HMS President has also sited some departments at a number of different locations onshore in the city of London. These have included:
- Royal Victoria Yard, Deptford (1918 – 21 April 1958)
- PLA building (November 1946 – 1973)
- Furze House (21 April 1958 – 1976)
- Thomas More Street (1970s)
- E. Smithfield (1978–1979)
- Lavington Street (1979–1982)
- St Katharine's Way (1 February 1988 – present)
There was also a branch, HMS Co President, established at Shrewsbury between 1944 and 1947.

==Subdivisions==
As the unit developed, new departments were established and spun off, often taking up residency in buildings across the city. They retained the name President, but adopting a specific identifying numeral after it. They were:

===HMS President I===
Located both in London and Shrewsbury it was established as an accounting base, in operation between 1918 and 1928. It took over the accounting from the Stornoway based HMS Iolaire, which had closed on 19 May 1919. It was at the Royal Victoria Yard in 1939, and moved to Shrewsbury in September 1940. It returned to London on 6 July 1945, setting up operations at Chelsea Court. It took over some Naval Party accounts from HMS Odyssey when that office closed on 31 January 1946. The department remained operational between 1947 and 1957, seeing the merging into it of HMS President III and HMS Pembroke III.

===HMS President II===
This was another accounting base, based at times at Chatham, Crystal Palace, Chingford and Shrewsbury, and extant between 1916 and at least 1947. Also at Felixstowe in 1917.
(Possibly also at Calshot and Bembridge during 1917.)

===HMS President III===
A third accounting base, this time alternately based at Bristol, Windsor and London. It covered the accounts of the active services of the Royal Fleet Reserve, the Royal Naval Volunteer Reserve and the Royal Naval Reserve from 1916 onwards, also extending to covering demobilisation accounts from December 1918 onwards. The Defensively Equipped Merchant Ship accounts were transferred to HMS Vivid on 1 October 1919. In August 1935, President III also took over the accounts of the Mobile Naval Defence Base Organisation.

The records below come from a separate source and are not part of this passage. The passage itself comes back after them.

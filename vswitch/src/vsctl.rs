// SPDX-License-Identifier: Apache-2.0
// Copyright Open Network Fabric Authors

//! Production transport: renders requests to the vswitch control binary.

use crate::client::{VsRequest, VsTransport};
use crate::VswitchError;
use std::process::Command;

/// Default vswitch control program name.
pub const DEFAULT_PROGRAM: &str = "ovs-vsctl";

/// Vswitch transport spawning the control binary per request.
#[derive(Debug, Clone)]
pub struct VsCtl {
    program: String,
}

impl Default for VsCtl {
    fn default() -> Self {
        VsCtl::new()
    }
}

impl VsCtl {
    /// Transport using the default program.
    #[must_use]
    pub fn new() -> Self {
        VsCtl {
            program: DEFAULT_PROGRAM.to_string(),
        }
    }

    /// Use a different control program.
    #[must_use]
    pub fn with_program(program: &str) -> Self {
        VsCtl {
            program: program.to_string(),
        }
    }
}

impl VsTransport for VsCtl {
    fn run(&self, request: &VsRequest) -> Result<String, VswitchError> {
        let mut cmd = Command::new(&self.program);
        cmd.args(request.to_args());
        Ok(exec::execute_stdout(&mut cmd)?)
    }
}
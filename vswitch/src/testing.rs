// SPDX-License-Identifier: Apache-2.0
// Copyright Open Network Fabric Authors

//! In-memory vswitch for tests.
//!
//! Models just enough of the local switch database for the workflows:
//! bridges, ports with interface fields, a chassis identity, and a
//! deterministic `mac_in_use` per interface.

use crate::client::{VsRequest, VsTransport};
use crate::VswitchError;
use ipam::Mac;
use std::collections::BTreeMap;
use std::sync::Mutex;

/// A port attached to a fake bridge.
#[derive(Debug, Clone, Default, PartialEq, Eq)]
pub struct FakePort {
    /// Owning bridge.
    pub bridge: String,
    /// Interface fields, map entries flattened.
    pub fields: BTreeMap<String, String>,
}

#[derive(Debug, Default)]
struct State {
    chassis_id: Option<String>,
    bridges: BTreeMap<String, BTreeMap<String, String>>,
    ports: BTreeMap<String, FakePort>,
}

/// Derive a stable MAC from an interface name.
fn stable_mac(name: &str) -> Mac {
    let mut octets = [0x02u8, 0x42, 0, 0, 0, 0];
    let mut i: u8 = 0;
    for byte in name.bytes() {
        octets[2 + usize::from(i % 4)] ^= byte.wrapping_mul(31).wrapping_add(i);
        i = i.wrapping_add(1);
    }
    Mac(octets)
}

/// In-memory transport interpreting vswitch requests.
#[derive(Debug, Default)]
pub struct FakeVs {
    state: Mutex<State>,
}

impl FakeVs {
    /// Empty switch with no chassis identity.
    #[must_use]
    pub fn new() -> Self {
        FakeVs::default()
    }

    /// Switch with a configured chassis identity.
    #[must_use]
    pub fn with_chassis(chassis_id: &str) -> Self {
        let fake = FakeVs::default();
        fake.lock().chassis_id = Some(chassis_id.to_string());
        fake
    }

    /// Whether a bridge exists.
    #[must_use]
    pub fn has_bridge(&self, name: &str) -> bool {
        self.lock().bridges.contains_key(name)
    }

    /// Clone of a port's state.
    #[must_use]
    pub fn port(&self, name: &str) -> Option<FakePort> {
        self.lock().ports.get(name).cloned()
    }

    /// A bridge field, as set via the client.
    #[must_use]
    pub fn bridge_field(&self, bridge: &str, column: &str) -> Option<String> {
        self.lock().bridges.get(bridge)?.get(column).cloned()
    }

    /// Preset an interface field (e.g. a specific `mac_in_use`).
    pub fn preset_interface_field(&self, iface: &str, column: &str, value: &str) {
        let mut state = self.lock();
        state
            .ports
            .entry(iface.to_string())
            .or_default()
            .fields
            .insert(column.to_string(), value.to_string());
    }

    fn lock(&self) -> std::sync::MutexGuard<'_, State> {
        self.state.lock().expect("fake vswitch poisoned")
    }
}

impl VsTransport for FakeVs {
    fn run(&self, request: &VsRequest) -> Result<String, VswitchError> {
        let mut state = self.lock();
        match request {
            VsRequest::GetChassisId => Ok(state.chassis_id.clone().unwrap_or_default()),
            VsRequest::EnsureBridge { name } => {
                state.bridges.entry(name.clone()).or_default();
                Ok(String::new())
            }
            VsRequest::AddPort {
                bridge,
                port,
                iface_fields,
            } => {
                if !state.bridges.contains_key(bridge) {
                    return Err(VswitchError::NoSuchEntity {
                        kind: "bridge",
                        name: bridge.clone(),
                    });
                }
                let entry = state.ports.entry(port.clone()).or_default();
                entry.bridge.clone_from(bridge);
                for (column, value) in iface_fields {
                    entry.fields.insert(column.clone(), value.clone());
                }
                Ok(String::new())
            }
            VsRequest::SetInterface { iface, fields } => {
                let Some(entry) = state.ports.get_mut(iface) else {
                    return Err(VswitchError::NoSuchEntity {
                        kind: "interface",
                        name: iface.clone(),
                    });
                };
                for (column, value) in fields {
                    entry.fields.insert(column.clone(), value.clone());
                }
                Ok(String::new())
            }
            VsRequest::GetInterfaceField { iface, column } => {
                // bridges expose an internal interface of their own name
                let known =
                    state.ports.contains_key(iface) || state.bridges.contains_key(iface);
                if !known {
                    return Ok(String::new());
                }
                if let Some(value) = state.ports.get(iface).and_then(|p| p.fields.get(column)) {
                    return Ok(value.clone());
                }
                if column == "mac_in_use" {
                    return Ok(stable_mac(iface).to_string());
                }
                Ok(String::new())
            }
            VsRequest::SetBridgeField { bridge, fields } => {
                let Some(entry) = state.bridges.get_mut(bridge) else {
                    return Err(VswitchError::NoSuchEntity {
                        kind: "bridge",
                        name: bridge.clone(),
                    });
                };
                for (column, value) in fields {
                    entry.insert(column.clone(), value.clone());
                }
                Ok(String::new())
            }
        }
    }
}
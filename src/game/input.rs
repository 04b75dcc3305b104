// Discrete input events and menu hit regions
//
// The core never looks at raw device state. The frontend turns key presses and
// mouse clicks into GameInput values and hands them to Game::handle_input.

use crate::collision::Rect;
use crate::player::Character;

#[derive(Debug, Clone, Copy, PartialEq)]
pub enum GameInput {
    Quit,
    Jump,
    Shoot,
    Pause,
    /// Leave the current screen (Esc)
    Back,
    Confirm,
    /// Numbered choice: character on the menu, item slot in the shop
    Select(u8),
    OpenShop,
    NewProfile,
    Restart,
    Click { x: f32, y: f32 },
}

/// What a click on the menu screen hit
#[derive(Debug, Clone, Copy, PartialEq, Eq)]
pub enum MenuAction {
    StartWith(Character),
    Quit,
}

/// Clickable regions of the character menu and the shop
#[derive(Debug, Clone)]
pub struct MenuLayout {
    pub character_one: Rect,
    pub character_two: Rect,
    pub quit: Rect,
    pub shop_slots: Vec<Rect>,
}

impl Default for MenuLayout {
    fn default() -> Self {
        MenuLayout {
            character_one: Rect::new(250.0, 250.0, 100.0, 150.0),
            character_two: Rect::new(450.0, 250.0, 100.0, 150.0),
            quit: Rect::new(300.0, 450.0, 200.0, 60.0),
            shop_slots: (0..3)
                .map(|i| Rect::new(200.0, 180.0 + i as f32 * 90.0, 400.0, 70.0))
                .collect(),
        }
    }
}

impl MenuLayout {
    pub fn menu_action_at(&self, x: f32, y: f32) -> Option<MenuAction> {
        if self.character_one.contains_point(x, y) {
            Some(MenuAction::StartWith(Character::Single))
        } else if self.character_two.contains_point(x, y) {
            Some(MenuAction::StartWith(Character::Double))
        } else if self.quit.contains_point(x, y) {
            Some(MenuAction::Quit)
        } else {
            None
        }
    }

    /// 1-based shop slot under the point
    pub fn shop_slot_at(&self, x: f32, y: f32) -> Option<u8> {
        self.shop_slots
            .iter()
            .position(|slot| slot.contains_point(x, y))
            .map(|index| index as u8 + 1)
    }
}

#[cfg(test)]
mod tests {
    use super::*;

    #[test]
    fn test_menu_regions() {
        let layout = MenuLayout::default();

        assert_eq!(
            layout.menu_action_at(300.0, 300.0),
            Some(MenuAction::StartWith(Character::Single))
        );
        assert_eq!(
            layout.menu_action_at(550.0, 400.0),
            Some(MenuAction::StartWith(Character::Double))
        );
        assert_eq!(layout.menu_action_at(400.0, 480.0), Some(MenuAction::Quit));
        assert_eq!(layout.menu_action_at(400.0, 300.0), None);
    }

    #[test]
    fn test_region_edges_are_inclusive() {
        let layout = MenuLayout::default();
        assert!(layout.menu_action_at(250.0, 250.0).is_some());
        assert!(layout.menu_action_at(249.0, 250.0).is_none());
    }

    #[test]
    fn test_shop_slots() {
        let layout = MenuLayout::default();
        assert_eq!(layout.shop_slot_at(300.0, 200.0), Some(1));
        assert_eq!(layout.shop_slot_at(300.0, 380.0), Some(3));
        assert_eq!(layout.shop_slot_at(100.0, 200.0), None);
    }
}
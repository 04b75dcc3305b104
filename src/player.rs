//! Player physics, buffs and draw-state selection
//!
//! The player never moves horizontally: the world scrolls past it. Vertical
//! motion is simple Euler integration against a flat ground line.

use crate::animation::{AnimationState, FrameCycle};
use crate::assets::Rgb;
use crate::collision::Rect;
use crate::config::PlayerConfig;
use serde::{Deserialize, Serialize};

/// Playable characters. The only gameplay difference is the jump count.
#[derive(Debug, Clone, Copy, PartialEq, Eq, Hash, Serialize, Deserialize)]
pub enum Character {
    Single,
    Double,
}

impl Character {
    pub fn from_id(id: u8) -> Option<Self> {
        match id {
            1 => Some(Character::Single),
            2 => Some(Character::Double),
            _ => None,
        }
    }

    /// Numeric id used as the key in save-file character stats
    pub fn id(&self) -> u8 {
        match self {
            Character::Single => 1,
            Character::Double => 2,
        }
    }

    pub fn max_jump_count(&self) -> u32 {
        match self {
            Character::Single => 1,
            Character::Double => 2,
        }
    }

    pub fn name(&self) -> &'static str {
        match self {
            Character::Single => "Single Jumper",
            Character::Double => "Double Jumper",
        }
    }

    pub fn placeholder_color(&self) -> Rgb {
        match self {
            Character::Single => Rgb(0, 0, 255),
            Character::Double => Rgb(0, 255, 0),
        }
    }
}

#[derive(Debug, Clone, Copy, PartialEq, Eq, Serialize, Deserialize)]
pub enum BuffKind {
    Invincible,
    SpeedBoost,
}

/// Timed buff. Holding at most one at a time keeps the states exclusive.
#[derive(Debug, Clone, Copy, PartialEq, Eq)]
pub struct Buff {
    pub kind: BuffKind,
    pub ticks_left: u32,
}

/// Result of the draw-priority selection
#[derive(Debug, Clone, Copy, PartialEq, Eq)]
pub enum PlayerDrawState {
    /// Invincibility flicker: skip drawing this frame
    Hidden,
    ShootPose,
    Frame(usize),
    Placeholder(Rgb),
}

const SPEED_BOOST_MULTIPLIER: f32 = 1.5;
const FLICKER_WINDOW: u32 = 5;

pub struct Player {
    pub rect: Rect,
    pub velocity_y: f32,
    pub on_ground: bool,
    pub jump_count: u32,
    pub max_jump_count: u32,
    pub health: u32,
    pub attack_power: i32,
    pub speed_multiplier: f32,
    pub character: Character,
    pub shoot_timer: u32,
    pub force_shoot_pose: bool,
    buff: Option<Buff>,
    animation: FrameCycle,
    ground_y: f32,
    gravity: f32,
    jump_power: f32,
    double_jump_factor: f32,
}

impl Player {
    /// Creates a player standing on `ground_y` at the configured start x
    pub fn new(character: Character, config: &PlayerConfig, ground_y: f32) -> Self {
        let mut rect = Rect::new(config.start_x, 0.0, config.width, config.height);
        rect.set_bottom(ground_y);

        Player {
            rect,
            velocity_y: 0.0,
            on_ground: true,
            jump_count: 0,
            max_jump_count: character.max_jump_count(),
            health: config.health,
            attack_power: config.attack_power,
            speed_multiplier: 1.0,
            character,
            shoot_timer: 0,
            force_shoot_pose: false,
            buff: None,
            animation: FrameCycle::new(0, config.ticks_per_frame),
            ground_y,
            gravity: config.gravity,
            jump_power: config.jump_power,
            double_jump_factor: config.double_jump_factor,
        }
    }

    /// Tells the player how many animation frames the frontend loaded
    pub fn set_frame_count(&mut self, frame_count: usize) {
        self.animation.set_frame_count(frame_count);
    }

    pub fn jump(&mut self) -> bool {
        if self.jump_count >= self.max_jump_count {
            return false;
        }

        self.jump_count += 1;
        self.on_ground = false;
        self.velocity_y = if self.jump_count == 2 {
            self.jump_power * self.double_jump_factor
        } else {
            self.jump_power
        };

        true
    }

    pub fn update(&mut self) {
        self.shoot_timer = self.shoot_timer.saturating_sub(1);

        self.velocity_y += self.gravity;
        self.rect.y += self.velocity_y;

        if self.rect.bottom() >= self.ground_y {
            self.rect.set_bottom(self.ground_y);
            self.velocity_y = 0.0;
            self.on_ground = true;
            self.jump_count = 0;
        }

        if let Some(buff) = self.buff.as_mut() {
            buff.ticks_left = buff.ticks_left.saturating_sub(1);
            if buff.ticks_left == 0 {
                self.buff = None;
                self.speed_multiplier = 1.0;
            }
        }

        self.animation.tick();
    }

    /// Starts `kind` for `ticks`, replacing whatever buff was active
    pub fn apply_buff(&mut self, kind: BuffKind, ticks: u32) {
        if ticks == 0 {
            return;
        }

        self.buff = Some(Buff { kind, ticks_left: ticks });
        self.speed_multiplier = match kind {
            BuffKind::SpeedBoost => SPEED_BOOST_MULTIPLIER,
            BuffKind::Invincible => 1.0,
        };
    }

    pub fn buff(&self) -> Option<Buff> {
        self.buff
    }

    pub fn is_invincible(&self) -> bool {
        matches!(self.buff, Some(Buff { kind: BuffKind::Invincible, .. }))
    }

    /// Applies one point of damage. Returns true when this hit was fatal.
    pub fn take_hit(&mut self) -> bool {
        if self.is_invincible() || self.health == 0 {
            return false;
        }

        self.health -= 1;
        self.health == 0
    }

    pub fn is_dead(&self) -> bool {
        self.health == 0
    }

    pub fn trigger_shooting_pose(&mut self, duration: u32) {
        self.shoot_timer = self.shoot_timer.max(duration);
    }

    pub fn set_force_shoot_pose(&mut self, forced: bool) {
        self.force_shoot_pose = forced;
    }

    pub fn animation_state(&self) -> AnimationState {
        if self.force_shoot_pose || self.shoot_timer > 0 {
            AnimationState::Shooting
        } else if !self.on_ground {
            AnimationState::Jumping
        } else {
            AnimationState::Running
        }
    }

    pub fn current_frame(&self) -> usize {
        self.animation.current()
    }

    pub fn draw_state(&self, has_shoot_sprite: bool) -> PlayerDrawState {
        if let Some(Buff { kind: BuffKind::Invincible, ticks_left }) = self.buff {
            if (ticks_left / FLICKER_WINDOW) % 2 == 1 {
                return PlayerDrawState::Hidden;
            }
        }

        if has_shoot_sprite && self.animation_state() == AnimationState::Shooting {
            PlayerDrawState::ShootPose
        } else if self.animation.frame_count() > 0 {
            PlayerDrawState::Frame(self.animation.current())
        } else {
            PlayerDrawState::Placeholder(self.character.placeholder_color())
        }
    }

    pub fn reset_position(&mut self, x: f32, bottom: f32) {
        self.rect.x = x;
        self.rect.set_bottom(bottom);
        self.velocity_y = 0.0;
        self.on_ground = true;
        self.jump_count = 0;
        self.animation.reset();
    }
}
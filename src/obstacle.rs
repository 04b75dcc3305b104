//! Ground obstacles
//!
//! Obstacles appear at the right edge of the viewport, scroll left with the
//! world and retire once they are fully off the left edge. The manager also
//! answers read-only placement queries for the coin spawner.

use crate::collision::{Collidable, Rect, first_collision};
use crate::config::ObstacleConfig;
use rand::Rng;
use tracing::debug;

#[derive(Debug, Clone)]
pub struct Obstacle {
    pub rect: Rect,
    pub active: bool,
}

impl Obstacle {
    pub fn new(x: f32, y: f32, width: f32, height: f32) -> Self {
        Obstacle {
            rect: Rect::new(x, y, width, height),
            active: true,
        }
    }

    /// Shifts left by `scroll_speed`; retires once the right edge is past x = 0
    pub fn advance(&mut self, scroll_speed: f32) {
        self.rect.x -= scroll_speed;

        if self.rect.right() < 0.0 {
            self.active = false;
        }
    }
}

impl Collidable for Obstacle {
    fn bounds(&self) -> Rect {
        self.rect
    }

    fn is_solid(&self) -> bool {
        self.active
    }
}

/// Read-only placement queries other spawners may ask about obstacles.
///
/// Spawners never touch the obstacle list; they only look at it through this
/// trait, within the same tick and after the obstacle update ran.
pub trait ObstacleQuery {
    /// True if some obstacle's left edge lies in `[x, x + window]`
    fn obstacle_near(&self, x: f32, window: f32) -> bool;

    /// True if the most recently spawned obstacle is still within `gap` of the right edge
    fn last_within(&self, gap: f32) -> bool;

    /// Top edge of the first obstacle whose left edge is within `radius` of `x`
    fn obstacle_top_near(&self, x: f32, radius: f32) -> Option<f32>;

    /// True if `rect`, grown by `margin`, overlaps any obstacle
    fn overlaps_any(&self, rect: &Rect, margin: f32) -> bool;

    /// True if an obstacle was spawned during the latest update
    fn spawned_this_tick(&self) -> bool;
}

pub struct ObstacleManager {
    obstacles: Vec<Obstacle>,
    spawn_timer: u32,
    spawn_interval: u32,
    spawned_this_tick: bool,
    viewport_width: f32,
    ground_y: f32,
    config: ObstacleConfig,
}

impl ObstacleManager {
    pub fn new(config: ObstacleConfig, viewport_width: f32, ground_y: f32) -> Self {
        ObstacleManager {
            obstacles: Vec::new(),
            spawn_timer: 0,
            spawn_interval: config.initial_interval,
            spawned_this_tick: false,
            viewport_width,
            ground_y,
            config,
        }
    }

    pub fn obstacles(&self) -> &[Obstacle] {
        &self.obstacles
    }

    /// Adds an obstacle directly, bypassing the spawn timer
    pub fn push(&mut self, obstacle: Obstacle) {
        self.obstacles.push(obstacle);
    }

    fn spacing_allows_spawn(&self) -> bool {
        match self.obstacles.last() {
            Some(last) => last.rect.x <= self.viewport_width - self.config.min_spacing,
            None => true,
        }
    }

    fn spawn_obstacle<R: Rng + ?Sized>(&mut self, rng: &mut R) {
        let width = rng.gen_range(self.config.size_min..=self.config.size_max) as f32;
        let height = rng.gen_range(self.config.size_min..=self.config.size_max) as f32;
        let y = self.ground_y - height;

        debug!(width, height, "spawning obstacle");
        self.obstacles.push(Obstacle::new(self.viewport_width, y, width, height));
    }

    pub fn update<R: Rng + ?Sized>(&mut self, scroll_speed: f32, rng: &mut R) {
        self.spawned_this_tick = false;

        self.spawn_timer += 1;
        if self.spawn_timer >= self.spawn_interval && self.spacing_allows_spawn() {
            self.spawn_obstacle(rng);
            self.spawn_interval = rng.gen_range(self.config.interval_min..=self.config.interval_max);
            self.spawn_timer = 0;
            self.spawned_this_tick = true;
        }

        for obstacle in &mut self.obstacles {
            obstacle.advance(scroll_speed);
        }
        self.obstacles.retain(|obstacle| obstacle.active);
    }

    pub fn check_collisions(&self, player_rect: &Rect) -> bool {
        first_collision(player_rect, &self.obstacles).is_some()
    }

    pub fn clear(&mut self) {
        self.obstacles.clear();
        self.spawn_timer = 0;
        self.spawn_interval = self.config.initial_interval;
        self.spawned_this_tick = false;
    }
}

impl ObstacleQuery for ObstacleManager {
    fn obstacle_near(&self, x: f32, window: f32) -> bool {
        self.obstacles
            .iter()
            .any(|obstacle| obstacle.rect.x >= x && obstacle.rect.x <= x + window)
    }

    fn last_within(&self, gap: f32) -> bool {
        self.obstacles
            .last()
            .map(|last| last.rect.x > self.viewport_width - gap)
            .unwrap_or(false)
    }

    fn obstacle_top_near(&self, x: f32, radius: f32) -> Option<f32> {
        self.obstacles
            .iter()
            .find(|obstacle| (obstacle.rect.x - x).abs() < radius)
            .map(|obstacle| obstacle.rect.top())
    }

    fn overlaps_any(&self, rect: &Rect, margin: f32) -> bool {
        let grown = rect.inflate(margin);
        self.obstacles.iter().any(|obstacle| obstacle.rect.intersects(&grown))
    }

    fn spawned_this_tick(&self) -> bool {
        self.spawned_this_tick
    }
}

#[cfg(test)]
mod tests {
    use super::*;
    use rand::SeedableRng;
    use rand::rngs::StdRng;

    fn manager() -> ObstacleManager {
        ObstacleManager::new(ObstacleConfig::default(), 800.0, 400.0)
    }

    #[test]
    fn test_first_spawn_after_initial_interval() {
        let mut rng = StdRng::seed_from_u64(7);
        let mut obstacles = manager();

        for _ in 0..119 {
            obstacles.update(8.0, &mut rng);
        }
        assert!(obstacles.obstacles().is_empty());

        obstacles.update(8.0, &mut rng);
        assert!(obstacles.spawned_this_tick());
        assert_eq!(obstacles.obstacles().len(), 1);

        let spawned = &obstacles.obstacles()[0];
        // Spawned at the right edge, then moved once
        assert_eq!(spawned.rect.x, 792.0);
        assert_eq!(spawned.rect.bottom(), 400.0);
        assert!((40.0..=90.0).contains(&spawned.rect.w));
        assert!((40.0..=90.0).contains(&spawned.rect.h));
    }

    #[test]
    fn test_spacing_blocks_spawn() {
        let mut rng = StdRng::seed_from_u64(1);
        let mut obstacles = manager();
        obstacles.push(Obstacle::new(790.0, 350.0, 50.0, 50.0));

        for _ in 0..120 {
            obstacles.update(0.0, &mut rng);
        }

        // Last obstacle still inside the spacing window
        assert_eq!(obstacles.obstacles().len(), 1);
    }

    #[test]
    fn test_deactivates_only_when_fully_off_screen() {
        let mut obstacle = Obstacle::new(-45.0, 350.0, 50.0, 50.0);

        obstacle.advance(5.0); // right edge = 0
        assert!(obstacle.active);

        obstacle.advance(0.5); // right edge = -0.5
        assert!(!obstacle.active);
    }

    #[test]
    fn test_spawned_obstacle_retires_exactly_when_right_below_zero() {
        let mut rng = StdRng::seed_from_u64(3);
        let mut obstacles = manager();
        let obstacle = Obstacle::new(750.0, 350.0, 50.0, 50.0);
        obstacles.push(obstacle);

        // right edge starts at 800; after 100 ticks at speed 8 it sits at 0
        for _ in 0..100 {
            obstacles.update(8.0, &mut rng);
        }
        assert!(obstacles.obstacles().iter().any(|o| o.rect.right() == 0.0));

        obstacles.update(8.0, &mut rng);
        assert!(obstacles.obstacles().iter().all(|o| o.rect.right() >= 0.0));
        assert!(obstacles.obstacles().iter().all(|o| o.active));
    }

    #[test]
    fn test_check_collisions() {
        let mut obstacles = manager();
        let player = Rect::new(100.0, 350.0, 50.0, 50.0);

        assert!(!obstacles.check_collisions(&player));

        obstacles.push(Obstacle::new(300.0, 350.0, 50.0, 50.0));
        assert!(!obstacles.check_collisions(&player));

        obstacles.push(Obstacle::new(140.0, 360.0, 40.0, 40.0));
        assert!(obstacles.check_collisions(&player));
    }

    #[test]
    fn test_queries() {
        let mut obstacles = manager();
        obstacles.push(Obstacle::new(900.0, 330.0, 70.0, 70.0));

        assert!(obstacles.obstacle_near(800.0, 260.0));
        assert!(!obstacles.obstacle_near(500.0, 100.0));
        assert!(obstacles.last_within(140.0));
        assert_eq!(obstacles.obstacle_top_near(850.0, 120.0), Some(330.0));
        assert_eq!(obstacles.obstacle_top_near(500.0, 120.0), None);

        let coin = Rect::new(880.0, 350.0, 25.0, 25.0);
        assert!(obstacles.overlaps_any(&coin, 0.0));
        let far_coin = Rect::new(500.0, 350.0, 25.0, 25.0);
        assert!(!obstacles.overlaps_any(&far_coin, 10.0));
    }

    #[test]
    fn test_clear_resets_timer() {
        let mut rng = StdRng::seed_from_u64(9);
        let mut obstacles = manager();
        for _ in 0..120 {
            obstacles.update(8.0, &mut rng);
        }
        assert!(!obstacles.obstacles().is_empty());

        obstacles.clear();
        assert!(obstacles.obstacles().is_empty());
        assert!(!obstacles.spawned_this_tick());
    }
}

It was re-established on 28 August 1939 in Bristol to train those allocated for service on the Defensively Equipped Merchant Ships. It was later transferred to locations across Windsor and London. By 31 May 1944 the command held over 30,500 accounts. The ledgers were closed after the war on 1 July 1946, and the accounts covered by President III and Pembroke III were merged into President I.

===HMS President IV===
This was the London accounting base, in operation between 1918 and 1926, handling the accounts of the commands of the Coastguard ships and the Reserves.

===HMS President V===
Another London accounting base, initially set up in 1918 it covered a wide variety of accounts but was paid off on 30 September 1919 and the accounts were transferred to HMS Pembroke. It was recommissioned on 1 November 1941 as a training establishment for Accountant Branch Ratings. It closed on 14 July 1944 and its operations were moved to HMS Demetrius.

===HMS President VI===
Also established in 1918, it handled transport service accounts, and from February 1919 was the base for the Murmansk tugs, whilst handling the accounts of officers assigned to Northern Russia. These accounts were transferred to HMS Lobster in July 1919.